OLBERMANN: As the McCain broadsides escalate, Barack Obama answers. In an exclusive interview from Germany next, McCain meantime, himself, with more he'll answer for, he has redefined the surge, yet again today and at another gaffe, either claimed the invasion of Iraq came before our fight in Afghanistan or redefined Afghanistan as a not significant conflict.

And later: Bill-O's bizarre claims about working for NBC News; Ben Stein, again, compares Obama to the Nazis; and a California congressman wants to serve food to starving refugees, but only if he can first hunt and kill the food in question. Worst Persons is ahead on Countdown.


OLBERMANN: Whatever you might think of Barack Obama's overseas trip, it is pretty apparent that McCain thinks it's hugely damaging - damaging to his efforts to defeat Obama.

Our fourth story on the Countdown: Brian Williams' exclusive interview with Obama this morning in Berlin in which began with some of the endless supply of stuff McCain has thrown against the walls and hopes that it would stick.
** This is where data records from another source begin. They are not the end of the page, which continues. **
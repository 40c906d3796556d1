//! Commit-time version stamping and chain rotation.
//!
//! [`VersioningHandler`] runs inside every committing transaction. It
//! allocates the transaction's version `v` and then:
//!
//! 1. stamps created nodes and relationships with `[v, ∞)`
//! 2. closes delete-marked relationships to `[from, v - 1]`
//! 3. closes delete-marked nodes to `[from, v - 1]`
//! 4. rotates the pre-transaction image of every other changed node into a
//!    new snapshot at the head of its chain
//!
//! All writes join the committing transaction, so an aborted commit leaves
//! no trace of them.

use crate::models::version::{DELETED, VALID_FROM, VALID_TO, is_internal_key};
use crate::models::{
    Direction, EntityRef, NodeId, PropertyEntry, Range, RelationshipId, RelationshipType,
    TransactionData, Version,
};
use crate::services::counter::VersionCounter;
use crate::services::resolution::{read_bound, write_bound};
use crate::storage::{GraphWrite, TransactionEventHandler};
use crate::{Error, Result};
use std::collections::{BTreeMap, BTreeSet};
use std::fmt;
use std::sync::Arc;
use tracing::{debug, info, instrument, warn};

/// Commit handler maintaining validity stamps and history chains.
pub struct VersioningHandler {
    counter: Arc<dyn VersionCounter>,
    reference: NodeId,
}

impl fmt::Debug for VersioningHandler {
    fn fmt(&self, f: &mut fmt::Formatter<'_>) -> fmt::Result {
        f.debug_struct("VersioningHandler")
            .field("reference", &self.reference)
            .finish_non_exhaustive()
    }
}

impl VersioningHandler {
    /// Creates a handler allocating versions from `counter`.
    ///
    /// `reference` is the store's metadata node, which is never versioned.
    #[must_use]
    pub fn new(counter: Arc<dyn VersionCounter>, reference: NodeId) -> Self {
        Self { counter, reference }
    }

    /// Removes entities that were created and delete-marked in the same
    /// transaction. They were never valid at any committed version.
    fn discard_stillborn(
        data: &TransactionData,
        tx: &mut dyn GraphWrite,
    ) -> Result<(BTreeSet<NodeId>, BTreeSet<RelationshipId>)> {
        let nodes: BTreeSet<NodeId> = data
            .nodes_assigned(DELETED)
            .filter(|node| data.created_nodes.contains(node))
            .collect();
        let mut relationships: BTreeSet<RelationshipId> = data
            .relationships_assigned(DELETED)
            .filter(|rel| data.created_relationships.contains(rel))
            .collect();

        for node in &nodes {
            relationships.extend(tx.relationships(*node, Direction::Both, None)?);
        }
        for rel in &relationships {
            if tx.relationship_exists(*rel) {
                tx.delete_relationship(*rel)?;
            }
        }
        for node in &nodes {
            tx.delete_node(*node)?;
        }

        if !nodes.is_empty() || !relationships.is_empty() {
            debug!(
                nodes = nodes.len(),
                relationships = relationships.len(),
                "discarded entities created and deleted in one transaction"
            );
        }
        Ok((nodes, relationships))
    }

    /// Closes an entity's validity at `v - 1`.
    ///
    /// Returns false if the validity was already closed.
    fn close(tx: &mut dyn GraphWrite, entity: EntityRef, version: Version) -> Result<bool> {
        if let Some(to) = read_bound(&*tx, entity, VALID_TO)? {
            if to != Range::OPEN_END {
                warn!(%entity, to, "delete marker on an already deleted entity ignored");
                return Ok(false);
            }
        }
        write_bound(tx, entity, VALID_TO, version.previous().value())?;
        Ok(true)
    }

    /// Copies the pre-transaction image of `node` into a new snapshot and
    /// splices it in at the head of the chain.
    fn rotate(
        tx: &mut dyn GraphWrite,
        node: NodeId,
        changes: &[&PropertyEntry<NodeId>],
        version: Version,
    ) -> Result<NodeId> {
        let snapshot = tx.create_node();

        for key in tx.property_keys(node.into())? {
            if is_internal_key(&key) {
                continue;
            }
            if let Some(value) = tx.property(node.into(), &key)? {
                tx.set_property(snapshot.into(), &key, value)?;
            }
        }
        for change in changes {
            match &change.previous {
                Some(previous) => tx.set_property(snapshot.into(), &change.key, previous.clone())?,
                None => {
                    tx.remove_property(snapshot.into(), &change.key)?;
                },
            }
        }

        let link = RelationshipType::prev_version();
        for old_link in tx.relationships(node, Direction::Outgoing, Some(&link))? {
            let predecessor = tx.relationship(old_link)?.end;
            tx.delete_relationship(old_link)?;
            tx.create_relationship(snapshot, predecessor, link.clone())?;
        }
        tx.create_relationship(node, snapshot, link)?;

        if let Some(from) = read_bound(&*tx, node.into(), VALID_FROM)? {
            write_bound(tx, snapshot.into(), VALID_FROM, from)?;
        }
        write_bound(tx, snapshot.into(), VALID_TO, version.previous().value())?;
        write_bound(tx, node.into(), VALID_FROM, version.value())?;

        Ok(snapshot)
    }
}

impl TransactionEventHandler for VersioningHandler {
    #[instrument(
        skip_all,
        fields(
            created_nodes = data.created_nodes.len(),
            created_relationships = data.created_relationships.len(),
            version = tracing::field::Empty
        )
    )]
    fn before_commit(&self, data: &TransactionData, tx: &mut dyn GraphWrite) -> Result<()> {
        if data.is_empty() {
            return Ok(());
        }

        let version = self.counter.allocate(tx)?;
        tracing::Span::current().record("version", version.value());
        metrics::counter!("chronograph_versions_allocated_total").increment(1);

        let (stillborn_nodes, stillborn_rels) = Self::discard_stillborn(data, tx)?;
        let live = Range::open(version.value());

        for node in data.created_nodes.difference(&stillborn_nodes) {
            write_bound(tx, (*node).into(), VALID_FROM, live.from())?;
            write_bound(tx, (*node).into(), VALID_TO, live.to())?;
        }
        for rel in data.created_relationships.difference(&stillborn_rels) {
            if !tx.relationship_exists(*rel) {
                continue;
            }
            write_bound(tx, (*rel).into(), VALID_FROM, live.from())?;
            write_bound(tx, (*rel).into(), VALID_TO, live.to())?;
        }
        debug!(%version, "stamped created entities");

        let deleted_rels: BTreeSet<RelationshipId> = data
            .relationships_assigned(DELETED)
            .filter(|rel| !data.created_relationships.contains(rel))
            .collect();
        for rel in deleted_rels {
            if tx.relationship_exists(rel) && Self::close(tx, rel.into(), version)? {
                metrics::counter!("chronograph_deletions_total", "kind" => "relationship")
                    .increment(1);
                debug!(%rel, %version, "closed relationship validity");
            }
        }

        let mut changes: BTreeMap<NodeId, Vec<&PropertyEntry<NodeId>>> = BTreeMap::new();
        for change in data.node_property_changes() {
            changes.entry(change.entity).or_default().push(change);
        }

        let deleted_nodes: BTreeSet<NodeId> = data
            .nodes_assigned(DELETED)
            .filter(|node| !data.created_nodes.contains(node) && *node != self.reference)
            .collect();
        for node in &deleted_nodes {
            if !tx.node_exists(*node) {
                continue;
            }
            // the post-transaction image of a node deleted now is never valid
            for change in changes.get(node).into_iter().flatten() {
                match &change.previous {
                    Some(previous) => tx.set_property((*node).into(), &change.key, previous.clone())?,
                    None => {
                        tx.remove_property((*node).into(), &change.key)?;
                    },
                }
            }
            if Self::close(tx, (*node).into(), version)? {
                metrics::counter!("chronograph_deletions_total", "kind" => "node").increment(1);
                debug!(%node, %version, "closed node validity");
            }
        }

        for (node, node_changes) in &changes {
            if data.created_nodes.contains(node)
                || deleted_nodes.contains(node)
                || *node == self.reference
                || !tx.node_exists(*node)
            {
                continue;
            }
            if let Some(to) = read_bound(&*tx, (*node).into(), VALID_TO)? {
                if to != Range::OPEN_END {
                    return Err(Error::DeletedEntity {
                        entity: (*node).into(),
                    });
                }
            }
            let snapshot = Self::rotate(tx, *node, node_changes, version)?;
            metrics::counter!("chronograph_rotations_total").increment(1);
            debug!(%node, %snapshot, %version, "rotated node into history chain");
        }

        info!(%version, "version stamped");
        Ok(())
    }
}

#[cfg(test)]
mod tests {
    use super::*;
    use crate::models::PropertyValue;
    use crate::services::counter::StoreVersionCounter;
    use crate::services::resolution::{history, resolve_holder, validity};
    use crate::storage::graph::REFERENCE_NODE;
    use crate::storage::{GraphRead, GraphStore, GraphTransaction, InMemoryGraphStore};

    fn store() -> InMemoryGraphStore {
        let store = InMemoryGraphStore::new();
        let counter = Arc::new(StoreVersionCounter::new(store.reference_node()));
        store
            .register_handler(Arc::new(VersioningHandler::new(counter, REFERENCE_NODE)))
            .unwrap();
        store
    }

    fn set(store: &InMemoryGraphStore, node: NodeId, key: &str, value: &str) {
        let mut tx = store.begin_tx().unwrap();
        tx.set_property(node.into(), key, PropertyValue::from(value))
            .unwrap();
        tx.commit().unwrap();
    }

    #[test]
    fn test_created_entities_are_stamped_open() {
        let store = store();
        let mut tx = store.begin_tx().unwrap();
        let a = tx.create_node();
        let b = tx.create_node();
        let rel = tx
            .create_relationship(a, b, RelationshipType::new("KNOWS"))
            .unwrap();
        tx.commit().unwrap();

        let snapshot = store.snapshot().unwrap();
        assert_eq!(validity(&snapshot, a.into()).unwrap(), Range::open(1));
        assert_eq!(validity(&snapshot, rel.into()).unwrap(), Range::open(1));
        assert!(history(&snapshot, a).unwrap().len() == 1);
    }

    #[test]
    fn test_change_rotates_previous_image() {
        let store = store();
        let mut tx = store.begin_tx().unwrap();
        let node = tx.create_node();
        tx.set_property(node.into(), "key", PropertyValue::from("foo"))
            .unwrap();
        tx.commit().unwrap();

        set(&store, node, "key", "bar");
        set(&store, node, "key", "zoo");

        let snapshot = store.snapshot().unwrap();
        let chain = history(&snapshot, node).unwrap();
        assert_eq!(chain.len(), 3);
        assert_eq!(chain[0].validity, Range::open(3));
        assert_eq!(chain[1].validity, Range::point(2));
        assert_eq!(chain[1].properties["key"], PropertyValue::from("bar"));
        assert_eq!(chain[2].validity, Range::point(1));
        assert_eq!(chain[2].properties["key"], PropertyValue::from("foo"));

        let holder = resolve_holder(&snapshot, node, Version::new(1)).unwrap();
        assert_eq!(holder, chain[2].holder);
    }

    #[test]
    fn test_internal_changes_do_not_rotate() {
        let store = store();
        let mut tx = store.begin_tx().unwrap();
        let node = tx.create_node();
        tx.commit().unwrap();

        let mut tx = store.begin_tx().unwrap();
        tx.set_property(node.into(), VALID_FROM, PropertyValue::Int(1))
            .unwrap();
        tx.set_property(REFERENCE_NODE.into(), "label", PropertyValue::from("meta"))
            .unwrap();
        tx.commit().unwrap();

        let snapshot = store.snapshot().unwrap();
        assert_eq!(history(&snapshot, node).unwrap().len(), 1);
        assert!(snapshot.property_keys(REFERENCE_NODE.into()).unwrap().len() == 2);
    }

    #[test]
    fn test_delete_marker_closes_validity() {
        let store = store();
        let mut tx = store.begin_tx().unwrap();
        let node = tx.create_node();
        tx.commit().unwrap();

        let mut tx = store.begin_tx().unwrap();
        tx.set_property(node.into(), DELETED, PropertyValue::Int(1))
            .unwrap();
        tx.commit().unwrap();

        let snapshot = store.snapshot().unwrap();
        assert_eq!(validity(&snapshot, node.into()).unwrap(), Range::point(1));
    }

    #[test]
    fn test_changing_deleted_node_aborts_commit() {
        let store = store();
        let mut tx = store.begin_tx().unwrap();
        let node = tx.create_node();
        tx.commit().unwrap();

        let mut tx = store.begin_tx().unwrap();
        tx.set_property(node.into(), DELETED, PropertyValue::Int(1))
            .unwrap();
        tx.commit().unwrap();

        let mut tx = store.begin_tx().unwrap();
        tx.set_property(node.into(), "name", PropertyValue::from("ghost"))
            .unwrap();
        let result = tx.commit();
        assert!(matches!(result, Err(Error::DeletedEntity { .. })));

        let snapshot = store.snapshot().unwrap();
        assert_eq!(snapshot.property(node.into(), "name").unwrap(), None);
    }

    #[test]
    fn test_stillborn_node_is_removed() {
        let store = store();
        let mut tx = store.begin_tx().unwrap();
        let keep = tx.create_node();
        let gone = tx.create_node();
        tx.create_relationship(keep, gone, RelationshipType::new("KNOWS"))
            .unwrap();
        tx.set_property(gone.into(), DELETED, PropertyValue::Int(0))
            .unwrap();
        tx.commit().unwrap();

        let snapshot = store.snapshot().unwrap();
        assert!(snapshot.node_exists(keep));
        assert!(!snapshot.node_exists(gone));
        assert!(
            snapshot
                .relationships(keep, Direction::Both, None)
                .unwrap()
                .is_empty()
        );
    }

    #[test]
    fn test_empty_transaction_allocates_nothing() {
        let store = store();
        let tx = store.begin_tx().unwrap();
        tx.commit().unwrap();

        let snapshot = store.snapshot().unwrap();
        let counter = StoreVersionCounter::new(REFERENCE_NODE);
        assert_eq!(counter.latest(&snapshot).unwrap(), Version::ZERO);
    }
}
Brian quoting the tough language in the "New York Times" account to it, Senator John McCain and his campaign have sharply stepped up criticism of Senator Barack Obama as a craven and naive traveler to the Middle East, who, as McCain put it at a raucous town hall-style meeting, quote, "would rather lose a war in order to win a political campaign."


OBAMA: Yes, I was disappointed by that language. You know, John McCain and I disagree on policy. You know, we disagreed on going into the war in Iraq. We disagreed until recently about the need to get more troops into Afghanistan.

But I've never questioned that he wants to make America safer. And for him to suggest that I don't - for him to suggest that somehow I'm less concerned about the safety of my wife and daughter - than he is - I think, was unfortunate.

WILLIAMS: Is it not time to say that the surge you opposed has worked?

OBAMA: You know, Brian, it's interesting how many permutations various reporters have gone through on this. I have consistently said that as a consequence of us putting more troops in and the awakening in the Anbar province where Sunnis turned against al Qaeda and the Shia militia standing down, that violence is significantly down and that there is significant improvement in Iraq.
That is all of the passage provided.